Fernando Perez and Brian Granger discuss the architecture of Project JupyterFernando Perez and Brian Granger discuss the architecture of Project Jupyter, a collaborative computing
software, as its scope expands to work with data science applications in over 40 programming languages.

Project Jupyter may be the best kept secret on the Cal Poly campus, but it’s well-known at companies such as Microsoft, Google and IBM. These tech giants have created entire commercial data science and AI platforms based on the open-source software project.

Co-led by Cal Poly physics Professor Brian Granger and Fernando Pérez of UC Berkeley, the international team that developed Jupyter has been recognized with the 2018 Software System Award from the Association of Computing Machinery (ACM), the world’s largest society of educational and academic computer scientists. Past recipients of the award include the inventors of the World Wide Web, TCP/IP networking, the UNIX operating system and the Java programming language.

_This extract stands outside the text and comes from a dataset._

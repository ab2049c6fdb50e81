pub mod echo;
pub mod echo_length;

pub use echo::{EchoParams, EchoTool};
pub use echo_length::EchoLengthTool;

When describing the significance of Project Jupyter, the ACM award announcement said, “IPython, the Jupyter Notebook and JupyterHub have become a de facto standard for data analysis in research, education, journalism and industry.”

Dozens of Cal Poly students have joined an international team to develop Jupyter, which has changed the way work is done in industries ranging from genetics to finance. The software has become the go-to tool for authoring and sharing code for computational research, data science and AI.

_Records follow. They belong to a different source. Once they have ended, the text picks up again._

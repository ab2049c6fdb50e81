//! Echo tool definition.
//!
//! Greets the caller with the message it sent.

use futures::FutureExt;
use rmcp::{
    ErrorData as McpError,
    handler::server::tool::{ToolCallContext, ToolRoute, cached_schema_for_type},
    model::{CallToolResult, JsonObject, Tool},
};
use schemars::JsonSchema;
use serde::Deserialize;
use tracing::info;

use crate::domains::tools::ToolError;
use crate::domains::tools::definitions::common::{
    parse_params, read_only_annotations, success_result,
};

/// Parameters for the echo tool.
#[derive(Debug, Clone, Deserialize, JsonSchema)]
pub struct EchoParams {
    /// The message to echo back.
    #[schemars(description = "The message to echo back")]
    pub message: String,
}

/// Echo tool - returns `hello {message}`.
pub struct EchoTool;

impl EchoTool {
    /// Tool name as registered in MCP.
    pub const NAME: &'static str = "Echo";

    /// Tool description shown to clients.
    pub const DESCRIPTION: &'static str = "Echoes the message back to the client.";

    /// Execute the tool logic.
    pub fn execute(params: &EchoParams) -> CallToolResult {
        info!("Echo tool called");
        success_result(format!("hello {}", params.message))
    }

    /// Bind arguments and execute.
    pub fn call(arguments: JsonObject) -> Result<CallToolResult, ToolError> {
        let params: EchoParams = parse_params(arguments)?;
        Ok(Self::execute(&params))
    }

    /// Create a Tool model for this tool (metadata).
    pub fn to_tool() -> Tool {
        Tool {
            name: Self::NAME.into(),
            description: Some(Self::DESCRIPTION.into()),
            input_schema: cached_schema_for_type::<EchoParams>(),
            annotations: Some(read_only_annotations(false)),
            output_schema: None,
            icons: None,
            meta: None,
            title: None,
        }
    }

    /// Create a ToolRoute for STDIO/TCP transport.
    pub fn create_route<S>() -> ToolRoute<S>
    where
        S: Send + Sync + 'static,
    {
        ToolRoute::new_dyn(Self::to_tool(), |ctx: ToolCallContext<'_, S>| {
            let args = ctx.arguments.clone().unwrap_or_default();
            async move { Self::call(args).map_err(McpError::from) }.boxed()
        })
    }
}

Jupyter was used by the scientific collaboration that won the 2017 Nobel Prize in Physics for the discovery of gravitational waves. The LIGO/VIRGO collaboration publishes Jupyter Notebooks that allow anyone to replicate their original analyses of the black holes and neutron stars that collide and generate these ripples in spacetime.

“One of the big ideas of Jupyter is a human-centered approach to computational research,” said Granger. “Jupyter lets people write code in a way that creates a narrative, or story, around the code and data. When these narratives are shared with other people, they are able to better understand and visualize the results, make decisions and connect the code and data to their own situations.”

More than 2 million Jupyter Notebooks are hosted on the popular GitHub service, covering technical documentation, course materials, books and academic publications. The L.A. Times, BuzzFeed News and the Chicago Tribune all use the Jupyter Notebook for data-driven reporting, and academic papers often include a Jupyter notebook so that others can reproduce the scientific calculations.

The fifteen-member Jupyter Steering Committee is the largest team ever to win ACM’s top honor. In addition to Granger and Pérez, other members of the Jupyter Project collaboration include Cal Poly’s Carol Willing, Matthias Bussonnier of UC Berkeley, Paul Ivanov and Jason Grout of Bloomberg, Thomas Kluyver of the European XFEL, Damián Avila of Anaconda, Inc., Steven Silvester of JP Morgan Chase, Jonathan Frederic of Google and a Cal Poly Alumni, Kyle Kelley of Netflix, Jessica Hamrick of DeepMind, Sylvain Corlay of QuantStack and Peter Parente of Valassis Digital.

The award and a prize of $35,000 will be presented to the team at the ACM Awards banquet in San Francisco on June 23, 2018.